Short Code:    [Malfait:96a]

Reference:    Vol. 8, No. 3, pp. 167-189 (C236)


Towards a Complete Framework for Parallel Implementation of Logic Languages: The Data Parallel Implementation of SEL

Giancarlo Succi and Carl Uhrik

Although logic languages, due to their non-declarative nature, are widely proclaimed to be conducive in theory to parallel implementation, in fact there appears to be insufficient practical evidence to stimulate further developments in this field. The paper puts forward various complications which arise in assuming a solely process parallel approach as a possible explanation for this situation.

As an alternative, data parallelism is posited as an underutilized forte of logic programming. This paper illustrates a data parallel implementation of a particular language called SEL which is based on sets.
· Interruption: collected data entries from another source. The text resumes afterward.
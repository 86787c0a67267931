//! WebSocket implementation of [`Transport`].
//!
//! Peers reach each other at `ws://` URLs. The address book maps peer IDs to
//! URLs and is filled from configuration, from discovery address hints and
//! from the addresses dialers announce in their handshakes. A transport
//! without a listener is dial-only.

use crate::connection::{exchange_handshake, into_channel, LocalIdentity};
use async_trait::async_trait;
use mesh_core::protocol::HandshakeRole;
use mesh_core::transport::{Result, TransportError};
use mesh_core::{Channel, Endpoint, PeerId, Transport};
use std::collections::HashMap;
use std::net::SocketAddr;
use std::sync::{Arc, Mutex};
use std::time::Duration;
use tokio::net::{TcpListener, TcpStream};
use tokio::sync::mpsc;
use tokio::task::JoinHandle;
use tokio_tungstenite::{accept_async, connect_async};
use tracing::{debug, info, warn};

/// Channels waiting to be picked up by the provider.
const INCOMING_CAPACITY: usize = 64;

/// Time allowed for connecting plus the handshake exchange.
pub const DEFAULT_HANDSHAKE_TIMEOUT: Duration = Duration::from_secs(10);

type AddressBook = Arc<Mutex<HashMap<PeerId, String>>>;

/// Transport over WebSocket connections.
pub struct WsTransport {
    room: String,
    handshake_timeout: Duration,
    addresses: AddressBook,
    listener: Mutex<Option<TcpListener>>,
    listen_addr: Option<SocketAddr>,
    advertised: Option<String>,
    running: Mutex<Option<Running>>,
}

struct Running {
    identity: LocalIdentity,
    accept_task: Option<JoinHandle<()>>,
    /// Kept so a dial-only endpoint's incoming queue stays open
    _incoming_tx: mpsc::Sender<Channel>,
}

impl WsTransport {
    /// A transport that only dials out.
    pub fn dial_only(room: impl Into<String>) -> Self {
        Self {
            room: room.into(),
            handshake_timeout: DEFAULT_HANDSHAKE_TIMEOUT,
            addresses: AddressBook::default(),
            listener: Mutex::new(None),
            listen_addr: None,
            advertised: None,
            running: Mutex::new(None),
        }
    }

    /// Bind a listener on `listen_addr`. Peers are told to reach us at
    /// `advertise`, or at `ws://{bound address}` if none is given.
    pub async fn bind(
        room: impl Into<String>,
        listen_addr: &str,
        advertise: Option<String>,
    ) -> std::io::Result<Self> {
        let listener = TcpListener::bind(listen_addr).await?;
        let local = listener.local_addr()?;
        let advertised = advertise.unwrap_or_else(|| format!("ws://{}", local));
        info!("Peer listener bound on {} (advertised as {})", local, advertised);

        let mut transport = Self::dial_only(room);
        transport.listener = Mutex::new(Some(listener));
        transport.listen_addr = Some(local);
        transport.advertised = Some(advertised);
        Ok(transport)
    }

    pub fn with_handshake_timeout(mut self, timeout: Duration) -> Self {
        self.handshake_timeout = timeout;
        self
    }

    /// Record where `peer` can be reached.
    pub fn add_peer(&self, peer: PeerId, url: impl Into<String>) {
        self.book().insert(peer, url.into());
    }

    /// The address announced to peers and to discovery, if listening.
    pub fn advertised_address(&self) -> Option<&str> {
        self.advertised.as_deref()
    }

    /// The socket address actually bound, if listening.
    pub fn local_addr(&self) -> Option<SocketAddr> {
        self.listen_addr
    }

    pub fn address_of(&self, peer: &PeerId) -> Option<String> {
        self.book().get(peer).cloned()
    }

    fn book(&self) -> std::sync::MutexGuard<'_, HashMap<PeerId, String>> {
        self.addresses.lock().unwrap_or_else(|e| e.into_inner())
    }

    fn identity(&self) -> Option<LocalIdentity> {
        self.running
            .lock()
            .unwrap_or_else(|e| e.into_inner())
            .as_ref()
            .map(|r| r.identity.clone())
    }
}

#[async_trait]
impl Transport for WsTransport {
    async fn open(&self, requested: Option<PeerId>) -> Result<Endpoint> {
        let local_id = requested.unwrap_or_else(PeerId::generate);
        let identity = LocalIdentity {
            peer_id: local_id.clone(),
            room: self.room.clone(),
            address: self.advertised.clone(),
        };
        let (incoming_tx, incoming) = mpsc::channel(INCOMING_CAPACITY);

        let mut running = self.running.lock().unwrap_or_else(|e| e.into_inner());
        if running.is_some() {
            return Err(TransportError::Other("transport already open".into()));
        }
        let listener = self.listener.lock().unwrap_or_else(|e| e.into_inner()).take();
        let accept_task = listener.map(|listener| {
            tokio::spawn(accept_loop(
                listener,
                identity.clone(),
                self.handshake_timeout,
                Arc::clone(&self.addresses),
                incoming_tx.clone(),
            ))
        });
        *running = Some(Running {
            identity,
            accept_task,
            _incoming_tx: incoming_tx,
        });
        Ok(Endpoint { local_id, incoming })
    }

    async fn connect(&self, peer: &PeerId) -> Result<Channel> {
        let identity = self.identity().ok_or(TransportError::Closed)?;
        let url = self
            .address_of(peer)
            .ok_or_else(|| TransportError::PeerNotFound(peer.clone()))?;

        debug!("Dialing {} at {}", peer, url);
        let dial = async {
            let (mut ws, _) = connect_async(&url)
                .await
                .map_err(|e| TransportError::ConnectionFailed(format!("{}: {}", url, e)))?;
            let theirs =
                exchange_handshake(&mut ws, &identity, HandshakeRole::Dialer, self.handshake_timeout)
                    .await?;
            if &theirs.peer_id != peer {
                return Err(TransportError::ConnectionFailed(format!(
                    "{} is {}, not {}",
                    url, theirs.peer_id, peer
                )));
            }
            Ok(into_channel(peer.clone(), ws))
        };

        tokio::time::timeout(self.handshake_timeout, dial)
            .await
            .map_err(|_| TransportError::ConnectionFailed(format!("{}: timed out", url)))?
    }

    fn add_address_hint(&self, peer: &PeerId, address: &str) {
        let previous = self.book().insert(peer.clone(), address.to_string());
        if previous.as_deref() != Some(address) {
            debug!("Address for {}: {}", peer, address);
        }
    }

    async fn shutdown(&self) {
        let running = self.running.lock().unwrap_or_else(|e| e.into_inner()).take();
        if let Some(running) = running {
            if let Some(task) = running.accept_task {
                task.abort();
            }
            info!("Transport for {} shut down", running.identity.peer_id);
        }
    }
}

async fn accept_loop(
    listener: TcpListener,
    identity: LocalIdentity,
    handshake_timeout: Duration,
    addresses: AddressBook,
    incoming: mpsc::Sender<Channel>,
) {
    loop {
        let (stream, addr) = match listener.accept().await {
            Ok(accepted) => accepted,
            Err(e) => {
                warn!("Failed to accept connection: {}", e);
                tokio::time::sleep(Duration::from_millis(100)).await;
                continue;
            }
        };
        tokio::spawn(accept_one(
            stream,
            addr,
            identity.clone(),
            handshake_timeout,
            Arc::clone(&addresses),
            incoming.clone(),
        ));
    }
}

async fn accept_one(
    stream: TcpStream,
    addr: SocketAddr,
    identity: LocalIdentity,
    handshake_timeout: Duration,
    addresses: AddressBook,
    incoming: mpsc::Sender<Channel>,
) {
    let mut ws = match tokio::time::timeout(handshake_timeout, accept_async(stream)).await {
        Ok(Ok(ws)) => ws,
        Ok(Err(e)) => {
            // Health checks connect and close without upgrading.
            debug!("WebSocket upgrade failed for {}: {}", addr, e);
            return;
        }
        Err(_) => {
            debug!("WebSocket upgrade timed out for {}", addr);
            return;
        }
    };

    let theirs =
        match exchange_handshake(&mut ws, &identity, HandshakeRole::Acceptor, handshake_timeout)
            .await
        {
            Ok(theirs) => theirs,
            Err(e) => {
                warn!("Rejected connection from {}: {}", addr, e);
                let _ = ws.close(None).await;
                return;
            }
        };

    if let Some(address) = &theirs.address {
        addresses
            .lock()
            .unwrap_or_else(|e| e.into_inner())
            .insert(theirs.peer_id.clone(), address.clone());
    }
    info!("Accepted channel from {} ({})", theirs.peer_id, addr);
    if incoming.send(into_channel(theirs.peer_id, ws)).await.is_err() {
        debug!("Endpoint closed, dropping channel from {}", addr);
    }
}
Thus, SEL (Set Equational Language) is introduced as an example of logic language which lends itself to an efficient data parallel implementation.
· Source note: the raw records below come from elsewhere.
//! mesh-peer: headless participant in a mesh-synced text room.
//!
//! Lines read from stdin are appended to the shared document; the document
//! is printed whenever a peer changes it.

use anyhow::{bail, Context, Result};
use clap::Parser;
use std::sync::Arc;
use tokio::io::{AsyncBufReadExt, BufReader};
use tokio::sync::mpsc;
use tracing::{info, warn};
use tracing_subscriber::EnvFilter;

use mesh_core::{
    Awareness, ClientId, MeshEvent, MeshProvider, PeerId, ProviderConfig, SharedText,
};
use mesh_peer::{DiscoveryClient, DiscoveryConfig, WsTransport};

#[derive(Parser, Debug)]
#[command(name = "mesh-peer")]
#[command(about = "Collaborative text peer for a mesh room")]
struct Args {
    /// Room to join
    #[arg(short, long)]
    room: String,

    /// Rendezvous service URL (e.g. ws://localhost:10000)
    #[arg(short, long)]
    discovery: Option<String>,

    /// Token presented to the rendezvous service
    #[arg(long, env = "MESH_PEER_TOKEN")]
    token: Option<String>,

    /// Peer ID (generated if not provided)
    #[arg(long)]
    peer_id: Option<String>,

    /// Address to accept peer channels on (dial-only if omitted)
    #[arg(short, long)]
    listen: Option<String>,

    /// Address announced to peers instead of the bound one
    #[arg(long, requires = "listen")]
    advertise: Option<String>,

    /// Known peer as ID=URL (repeatable)
    #[arg(long = "peer", value_parser = parse_peer)]
    peers: Vec<(PeerId, String)>,

    /// Display name shared with the room
    #[arg(long)]
    name: Option<String>,

    /// Enable verbose logging
    #[arg(long)]
    verbose: bool,
}

fn parse_peer(s: &str) -> std::result::Result<(PeerId, String), String> {
    let (id, url) = s
        .split_once('=')
        .ok_or_else(|| format!("expected ID=URL, got {:?}", s))?;
    let id = id.parse::<PeerId>().map_err(|e| e.to_string())?;
    if url.is_empty() {
        return Err("peer URL is empty".into());
    }
    Ok((id, url.to_string()))
}

#[tokio::main]
async fn main() -> Result<()> {
    let args = Args::parse();

    // Respects RUST_LOG, defaults to info (or debug with --verbose)
    let default_filter = if args.verbose {
        "debug,mesh_peer=debug,mesh_core=debug"
    } else {
        "info,mesh_peer=info,mesh_core=info"
    };
    let filter = EnvFilter::try_from_default_env().unwrap_or_else(|_| EnvFilter::new(default_filter));
    tracing_subscriber::fmt()
        .with_env_filter(filter)
        .with_writer(std::io::stderr)
        .init();

    if args.discovery.is_none() && args.peers.is_empty() {
        bail!("Nothing to connect to: pass --discovery or at least one --peer");
    }

    let peer_id = match &args.peer_id {
        Some(id) => id.parse::<PeerId>().context("Invalid --peer-id")?,
        None => {
            let id = PeerId::generate();
            info!("Generated peer ID: {}", id);
            id
        }
    };

    let transport = match &args.listen {
        Some(listen) => WsTransport::bind(args.room.clone(), listen, args.advertise.clone())
            .await
            .with_context(|| format!("Failed to listen on {}", listen))?,
        None => WsTransport::dial_only(args.room.clone()),
    };
    for (id, url) in &args.peers {
        transport.add_peer(id.clone(), url.clone());
    }

    let mut config = ProviderConfig::new(args.room.clone())
        .with_peer_id(peer_id.clone())
        .with_initial_peers(args.peers.iter().map(|(id, _)| id.clone()));

    let discovery = match &args.discovery {
        Some(server) => {
            let mut discovery = DiscoveryConfig::new(server.clone(), args.room.clone(), peer_id.clone());
            discovery.token = args.token.clone();
            discovery.address = transport.advertised_address().map(str::to_string);
            let (client, announcements) = DiscoveryClient::join(discovery)
                .await
                .context("Failed to join room")?;
            config = config.with_discovery(announcements);
            Some(client)
        }
        None => None,
    };

    let client_id = ClientId::generate();
    let doc = SharedText::new(client_id).context("Failed to create document")?;
    let awareness = Awareness::new(client_id);
    awareness.set_local_field(
        "name",
        serde_json::Value::String(args.name.clone().unwrap_or_else(|| peer_id.to_string())),
    );

    let provider = MeshProvider::spawn(config, Arc::new(transport), doc, awareness);

    let (changed_tx, mut changed_rx) = mpsc::unbounded_channel();
    let _subscription = provider.events().subscribe(move |event| match event {
        MeshEvent::DocumentMerged { .. } => {
            let _ = changed_tx.send(());
        }
        MeshEvent::PeerConnected { peer_id, direction } => {
            info!("Connected to {} ({:?})", peer_id, direction)
        }
        MeshEvent::PeerDisconnected { peer_id } => info!("Disconnected from {}", peer_id),
        MeshEvent::DialFailed {
            peer_id,
            error,
            will_retry: false,
            ..
        } => warn!("Giving up on {}: {}", peer_id, error),
        _ => {}
    });

    let local = provider
        .wait_ready()
        .await
        .context("Transport failed to open")?;
    info!("Peer {} running in room {}. Type lines to append, Ctrl+C to stop.", local, args.room);

    let mut lines = BufReader::new(tokio::io::stdin()).lines();
    let mut stdin_open = true;
    loop {
        tokio::select! {
            line = lines.next_line(), if stdin_open => match line {
                Ok(Some(line)) => {
                    if let Err(e) = provider.document().push_str(&format!("{}\n", line)) {
                        warn!("Failed to edit document: {}", e);
                    }
                }
                Ok(None) => stdin_open = false,
                Err(e) => {
                    warn!("Failed to read stdin: {}", e);
                    stdin_open = false;
                }
            },

            Some(()) = changed_rx.recv() => {
                while changed_rx.try_recv().is_ok() {}
                println!("----\n{}", provider.document().text());
            }

            _ = tokio::signal::ctrl_c() => {
                info!("Shutdown signal received");
                break;
            }
        }
    }

    provider.destroy().await;
    if let Some(discovery) = discovery {
        discovery.leave().await;
    }
    info!("Shutting down");
    Ok(())
}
The strategy of this implementations assumes an abstract machine called SAM (set-oriented abstract machine) which is based on the WAM (Warren Abstract Machine). SAM serves as an intermediary between the SEL language and the target machine for the implementation, the Connection Machine. Finally, some preliminary benchmarks are presented.

Short Code:    [Succi:96a]

Reference:    Vol. 8, No. 3, pp. 191-204 (C165)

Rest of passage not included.